VM vs Container vs Serverless Decision Matrix

Virtual Machines

Full OS isolation (strongest security boundary)
Legacy app support (Windows, custom OS)
Live migration (zero-downtime moves)
Noisy-neighbor risks (resource contention)
Higher resource overhead (2-4 GB RAM minimum)
Boot time 30s-2m (slower than containers)
Use: Strict isolation, multi-OS, stateful workloads

Containers

Lightweight (process-level isolation)
Fast startup (100ms-1s)
Resource efficient (10-100 MB per container)
Kernel-escape risk (single kernel per host)
Better density (100s containers per node)
Cloud-native (Kubernetes, orchestration)
Use: Microservices, rapid scaling, modern apps

Serverless (Functions)

No infrastructure management
Auto-scaling (millisecond response)
Pay-per-use billing (cost efficient)
Short-lived executions (stateless)
Vendor lock-in (AWS Lambda, Google Cloud)
Cold start latency (100ms-1s)
Use: Event-driven, APIs, intermittent workloads

Real-World Production Architectures

Scenario 1: Multi-Tenant SaaS with Strict Isolation

Each tenant's workload runs in dedicated VMs, isolated at the hypervisor level. Compromised tenant VM cannot access others.

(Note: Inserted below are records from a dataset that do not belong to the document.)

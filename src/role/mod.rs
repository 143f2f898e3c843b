//! System prompts: the built-in data-visualisation role and user role files.

use std::{fs, path::PathBuf};

use anyhow::{bail, Context, Result};

use crate::config::Config;

const ROLE_EXTENSIONS: &[&str] = &["txt", "md"];

pub const DEFAULT_ROLE_TEXT: &str = "You are an advanced AI assistant specializing in data visualization. \
Your task is to generate only Python code that utilizes the pandas library for data processing and matplotlib for creating charts and graphs. \
Always generate fully functional code that can be executed immediately. \
Include all necessary imports to ensure the code runs without errors and modifications. \
Do not add any comments or explanations, only return the Python code that is properly formatted. \
If the user requests modifications, adjust the code accordingly without repeating the entire initial prompt. \
Ensure that the output remains executable after changes. \
Maintain consistency in variable names and chart styling unless the user specifies otherwise.";

/// Named role file, then `SYSTEM_PROMPT`, then the built-in text.
pub fn resolve_role_text(cfg: &Config, role_name: Option<&str>) -> Result<String> {
    if let Some(name) = role_name {
        return show(cfg, name);
    }
    Ok(cfg.get("SYSTEM_PROMPT").unwrap_or_else(|| DEFAULT_ROLE_TEXT.to_string()))
}

pub fn show(cfg: &Config, name: &str) -> Result<String> {
    let path = find(cfg, name)
        .with_context(|| format!("role not found: {} (looked in {})", name, cfg.roles_path().display()))?;
    let text = fs::read_to_string(&path)
        .with_context(|| format!("reading role file {}", path.display()))?;
    let text = text.trim().to_string();
    if text.is_empty() {
        bail!("role file {} is empty", path.display());
    }
    Ok(text)
}

pub fn list(cfg: &Config) -> Vec<PathBuf> {
    let mut files: Vec<PathBuf> = fs::read_dir(cfg.roles_path())
        .map(|rd| {
            rd.filter_map(|e| e.ok().map(|e| e.path()))
                .filter(|p| has_role_extension(p))
                .collect()
        })
        .unwrap_or_default();
    files.sort();
    files
}

pub fn create(cfg: &Config, name: &str, text: &str) -> Result<PathBuf> {
    if name.is_empty() || name.contains(['/', '\\']) || name.starts_with('.') {
        bail!("invalid role name: {:?}", name);
    }
    if text.trim().is_empty() {
        bail!("role text is empty");
    }
    let dir = cfg.roles_path();
    fs::create_dir_all(&dir).with_context(|| format!("creating {}", dir.display()))?;
    let path = dir.join(format!("{}.txt", name));
    fs::write(&path, text.trim())?;
    Ok(path)
}

fn find(cfg: &Config, name: &str) -> Option<PathBuf> {
    let dir = cfg.roles_path();
    ROLE_EXTENSIONS
        .iter()
        .map(|ext| dir.join(format!("{}.{}", name, ext)))
        .find(|p| p.is_file())
}

fn has_role_extension(p: &std::path::Path) -> bool {
    p.extension()
        .and_then(|e| e.to_str())
        .is_some_and(|e| ROLE_EXTENSIONS.contains(&e))
}

#[cfg(test)]
mod tests {
    use super::*;

    fn cfg_with_roles(dir: &std::path::Path) -> Config {
        Config::from_rc_str(&format!("ROLE_STORAGE_PATH={}", dir.display()))
    }

    #[test]
    fn built_in_role_is_the_default() -> Result<()> {
        let dir = tempfile::tempdir()?;
        let cfg = cfg_with_roles(dir.path());
        assert_eq!(resolve_role_text(&cfg, None)?, DEFAULT_ROLE_TEXT);
        Ok(())
    }

    #[test]
    fn system_prompt_key_overrides_built_in() -> Result<()> {
        let cfg = Config::from_rc_str("SYSTEM_PROMPT=Only answer with seaborn code.");
        assert_eq!(resolve_role_text(&cfg, None)?, "Only answer with seaborn code.");
        Ok(())
    }

    #[test]
    fn created_roles_are_listed_and_resolved() -> Result<()> {
        let dir = tempfile::tempdir()?;
        let cfg = cfg_with_roles(dir.path());
        let path = create(&cfg, "terse", "  Reply with code only.\n")?;
        assert_eq!(path, dir.path().join("terse.txt"));
        fs::write(dir.path().join("notes.json"), "{}")?;

        assert_eq!(list(&cfg), vec![path]);
        assert_eq!(resolve_role_text(&cfg, Some("terse"))?, "Reply with code only.");
        assert!(resolve_role_text(&cfg, Some("missing")).is_err());
        Ok(())
    }

    #[test]
    fn role_names_cannot_escape_the_directory() -> Result<()> {
        let dir = tempfile::tempdir()?;
        let cfg = cfg_with_roles(dir.path());
        assert!(create(&cfg, "../evil", "x").is_err());
        assert!(create(&cfg, "ok", "   ").is_err());
        Ok(())
    }
}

Multi-tenant architecture using VMs for tenant isolation.

Scenario 2: Mixed Workloads (Linux + Windows)

Legacy Windows application cannot run in containers. Host on dedicated Windows VMs while running modern services in Linux containers on Kubernetes.

# Architecture overview:
# - Windows VMs: Legacy .NET Framework apps (4 instances for HA)
# - Linux containers: Microservices (Kubernetes cluster)
# - Both access shared database, cache

# Load balancer routes:
# /api/legacy -> Windows VMs (Windows Load Balancer)
# /api/modern -> Kubernetes services (Ingress)

Scenario 3: Live Migration for Zero-Downtime Maintenance

Hypervisor maintenance required. Live migrate VMs to other hosts.

# Hypervisor A: 8 VMs, 64 GB used RAM
# Host maintenance window: 2 hour window

# Migrate VMs to Hypervisor B (pre-copy)
virsh migrate vm-1 qemu+ssh://hypervisor-b/system
# Down-time < 100ms, memory pages pre-copied before final switchover

# All 8 VMs moved, Hypervisor A maintenance begins
# Production workload uninterrupted

Common Patterns and Pitfalls

VM Sizing and Capacity Planning

# Example: E-commerce platform

Small VM (t3.medium - AWS):
  vCPU: 2
  RAM: 4 GB
  Use: Stateless services, web frontends, light processing
  Cost: ~$0.04/hour
  Density: 8 per host (16 vCPU, 32 GB physical)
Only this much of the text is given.